Tuesday, August 13, 2013

Library of America Story of the Week Read-Along 112: Artemus Ward, Artemus Ward on His Visit to Abe Lincoln (#44)

Artemus Ward, "Artemus Ward on His Visit to Abe Lincoln" (1860) from The Lincoln Anthology: Great Writers on His Life and Legacy from 1860 to Now:

Even some stand-up comedy from the 1980s can feel dated ("White people do X like this. Black people do X like this. How do you like the brick wall behind me?"); so we might tiptoe our way up to something from the 1860s, not expecting much. (Especially something involving Lincoln, where our usual referent for Lincoln + "humor" are the incredibly offensive anti-Lincoln and anti-black cartoons of the day.)

So I was a little and pleasantly surprised to find this piece was... bearable.
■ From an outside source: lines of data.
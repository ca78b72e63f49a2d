//! Stock notification dispatchers and activity publishers
//!
//! - [`TracingNotifier`] logs every event; the default when no delivery
//!   pipeline is wired in
//! - [`RecordingNotifier`] keeps every event in memory for inspection
//! - [`Fanout`] hands each event to two sinks, e.g. log and record

use kinship_domain::traits::{ActivityPublisher, NotificationDispatcher, NotifyError};
use kinship_domain::{Activity, Notification};
use std::sync::{Arc, Mutex, MutexGuard};
use tracing::info;

/// Logs notifications and activities through `tracing`
#[derive(Debug, Clone, Copy, Default)]
pub struct TracingNotifier;

impl NotificationDispatcher for TracingNotifier {
    fn send(&self, notification: &Notification) -> Result<(), NotifyError> {
        info!(
            event_id = %notification.id,
            kind = notification.kind.as_str(),
            from = %notification.from.id,
            to = %notification.to.id,
            relationship_id = %notification.subject.id,
            "{}",
            notification.message()
        );
        Ok(())
    }
}

impl ActivityPublisher for TracingNotifier {
    fn publish(&self, activity: &Activity) -> Result<(), NotifyError> {
        info!(
            event_id = %activity.id,
            kind = activity.kind.as_str(),
            actor = %activity.actor.id,
            container = %activity.container.id,
            relationship_id = %activity.subject.id,
            "activity published"
        );
        Ok(())
    }
}

#[derive(Debug, Default)]
struct Recorded {
    notifications: Vec<Notification>,
    activities: Vec<Activity>,
}

/// Records events in memory
///
/// Clones share the same buffer, so a caller can hand one clone to the
/// service and read events back through another.
#[derive(Debug, Clone, Default)]
pub struct RecordingNotifier {
    inner: Arc<Mutex<Recorded>>,
}

impl RecordingNotifier {
    /// Create an empty recorder
    pub fn new() -> Self {
        Self::default()
    }

    fn lock(&self) -> MutexGuard<'_, Recorded> {
        // A panic while holding the lock cannot leave the Vecs inconsistent
        self.inner.lock().unwrap_or_else(|poisoned| poisoned.into_inner())
    }

    /// Snapshot of sent notifications, in send order
    pub fn notifications(&self) -> Vec<Notification> {
        self.lock().notifications.clone()
    }

    /// Snapshot of published activities, in publish order
    pub fn activities(&self) -> Vec<Activity> {
        self.lock().activities.clone()
    }

    /// Total events recorded (notifications plus activities)
    pub fn event_count(&self) -> usize {
        let recorded = self.lock();
        recorded.notifications.len() + recorded.activities.len()
    }

    /// Drop everything recorded so far
    pub fn clear(&self) {
        let mut recorded = self.lock();
        recorded.notifications.clear();
        recorded.activities.clear();
    }
}

impl NotificationDispatcher for RecordingNotifier {
    fn send(&self, notification: &Notification) -> Result<(), NotifyError> {
        self.lock().notifications.push(notification.clone());
        Ok(())
    }
}

impl ActivityPublisher for RecordingNotifier {
    fn publish(&self, activity: &Activity) -> Result<(), NotifyError> {
        self.lock().activities.push(activity.clone());
        Ok(())
    }
}

/// Delivers every event to two sinks in turn
///
/// Both sinks always see the event; if either fails, the first error is
/// returned after both have run.
#[derive(Debug, Clone, Default)]
pub struct Fanout<P, S> {
    /// Receives each event first
    pub primary: P,

    /// Receives each event second
    pub secondary: S,
}

impl<P, S> Fanout<P, S> {
    /// Pair two sinks
    pub fn new(primary: P, secondary: S) -> Self {
        Self { primary, secondary }
    }
}

impl<P, S> NotificationDispatcher for Fanout<P, S>
where
    P: NotificationDispatcher,
    S: NotificationDispatcher,
{
    fn send(&self, notification: &Notification) -> Result<(), NotifyError> {
        let first = self.primary.send(notification);
        let second = self.secondary.send(notification);
        first.and(second)
    }
}

impl<P, S> ActivityPublisher for Fanout<P, S>
where
    P: ActivityPublisher,
    S: ActivityPublisher,
{
    fn publish(&self, activity: &Activity) -> Result<(), NotifyError> {
        let first = self.primary.publish(activity);
        let second = self.secondary.publish(activity);
        first.and(second)
    }
}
It starts out with "Artemus Ward" speaking in his broken, New Englander English--"I hiv no politics. Nary a one."--which seems to make him the butt of the joke. He starts off sort of as an idiot, the sort of man who would say
I’m the father of Twins, and they look like me--both of them.
But he quickly moves on to making fun of the office seekers who crowd around President-Elect Lincoln. Which brings us to one reason why comedy doesn't translate so well across time: he's writing in a time period where people who worked to get someone elected might be rewarded with some government office, the old office-holder being turned out usually if he had supported the wrong party. (Notably, Nathaniel Hawthorne lost both his custom house job and his surveyor job when Democrats lost.)
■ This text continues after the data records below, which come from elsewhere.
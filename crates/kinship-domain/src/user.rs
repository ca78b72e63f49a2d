//! User handle resolved through the host's user directory

use crate::UserId;

/// A user as seen by this module: an id plus the name used to address them
#[derive(Debug, Clone, PartialEq, Eq, Hash)]
pub struct User {
    /// User identifier
    pub id: UserId,

    /// Display username
    pub username: String,
}

impl User {
    /// Create a new user handle
    pub fn new(id: impl Into<UserId>, username: impl Into<String>) -> Self {
        Self {
            id: id.into(),
            username: username.into(),
        }
    }
}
So the mid-section of this has lots of physical comedy, with office seekers coming down the chimney or crawling between Lincoln's legs.

And then we come to the end where we have an abrupt change in tone, from the silly to the serious. Which is a nice reminder that so much of this 19th-century humor that survives has a serious, often political edge. So we're not reading about clowns hitting each other with pies. (When did that start?) We're reading about office seekers who get frightened off by a man with a terribly thick accent who winds up his piece by telling Lincoln--and the reading audience--that we should let the Confederacy secede and try to make peace.
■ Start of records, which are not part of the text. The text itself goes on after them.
//! Notification and activity events emitted by relationship transitions

use crate::{Relationship, RelationshipType, User};
use std::fmt;

/// Unique identifier for an emitted event, based on UUIDv7
///
/// Delivery is best-effort; a downstream pipeline that retries can use the
/// id to drop redelivered events.
#[derive(Debug, Clone, Copy, PartialEq, Eq, PartialOrd, Ord, Hash)]
pub struct EventId(u128);

impl EventId {
    /// Generate a new time-ordered event id
    pub fn new() -> Self {
        Self(uuid::Uuid::now_v7().as_u128())
    }
}

impl Default for EventId {
    fn default() -> Self {
        Self::new()
    }
}

impl fmt::Display for EventId {
    fn fmt(&self, f: &mut fmt::Formatter<'_>) -> fmt::Result {
        write!(f, "{}", uuid::Uuid::from_u128(self.0))
    }
}

/// Kind of notification sent to a user
#[derive(Debug, Clone, Copy, PartialEq, Eq, Hash)]
pub enum NotificationKind {
    /// A relationship was proposed to the recipient
    Proposed,

    /// The recipient's proposal was accepted
    Approved,

    /// The recipient's proposal was turned down
    Denied,

    /// The other party ended the relationship
    Removed,
}

impl NotificationKind {
    /// Stable name used by delivery pipelines
    pub fn as_str(&self) -> &'static str {
        match self {
            NotificationKind::Proposed => "relationship.proposed",
            NotificationKind::Approved => "relationship.approved",
            NotificationKind::Denied => "relationship.denied",
            NotificationKind::Removed => "relationship.removed",
        }
    }

    /// Human-readable line for a notification from `from` of type `type_name`
    pub fn describe(&self, from: &str, type_name: &str) -> String {
        match self {
            NotificationKind::Proposed => {
                format!("{} would like to add you as {}", from, type_name)
            }
            NotificationKind::Approved => {
                format!("{} accepted your {} request", from, type_name)
            }
            NotificationKind::Denied => {
                format!("{} declined your {} request", from, type_name)
            }
            NotificationKind::Removed => {
                format!("{} removed your {} relationship", from, type_name)
            }
        }
    }
}

impl fmt::Display for NotificationKind {
    fn fmt(&self, f: &mut fmt::Formatter<'_>) -> fmt::Result {
        f.write_str(self.as_str())
    }
}

/// A notification addressed to one user about one relationship
#[derive(Debug, Clone, PartialEq, Eq)]
pub struct Notification {
    /// Event identifier
    pub id: EventId,

    /// What happened
    pub kind: NotificationKind,

    /// User the notification is attributed to
    pub from: User,

    /// Recipient
    pub to: User,

    /// Relationship the notification is about
    pub subject: Relationship,

    /// Type of the relationship, for rendering
    pub relationship_type: RelationshipType,
}

impl Notification {
    /// Create a notification with a fresh event id
    pub fn new(
        kind: NotificationKind,
        from: User,
        to: User,
        subject: Relationship,
        relationship_type: RelationshipType,
    ) -> Self {
        Self {
            id: EventId::new(),
            kind,
            from,
            to,
            subject,
            relationship_type,
        }
    }

    /// Rendered one-line message for the recipient
    pub fn message(&self) -> String {
        self.kind
            .describe(&self.from.username, &self.relationship_type.name)
    }
}

/// Kind of activity published to a stream
#[derive(Debug, Clone, Copy, PartialEq, Eq, Hash)]
pub enum ActivityKind {
    /// A relationship became established
    RelationshipCreated,
}

impl ActivityKind {
    /// Stable name used by activity pipelines
    pub fn as_str(&self) -> &'static str {
        match self {
            ActivityKind::RelationshipCreated => "relationship.created",
        }
    }
}

/// An activity-stream event
#[derive(Debug, Clone, PartialEq, Eq)]
pub struct Activity {
    /// Event identifier
    pub id: EventId,

    /// What happened
    pub kind: ActivityKind,

    /// User who performed the activity
    pub actor: User,

    /// User whose stream holds the activity
    pub container: User,

    /// Relationship the activity is about
    pub subject: Relationship,
}

impl Activity {
    /// Create an activity with a fresh event id
    pub fn new(kind: ActivityKind, actor: User, container: User, subject: Relationship) -> Self {
        Self {
            id: EventId::new(),
            kind,
            actor,
            container,
            subject,
        }
    }
}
Ward somewhat undercuts that point by then slipping back into silliness, telling Lincoln to fill the cabinet with showmen, since they have no political principle and only want to please the audience, i.e., the voters. But maybe that point is somewhat serious too? Maybe all of this silliness about not having principles is a sincere encomium to the practicality that lets politicians compromise rather than go on fighting?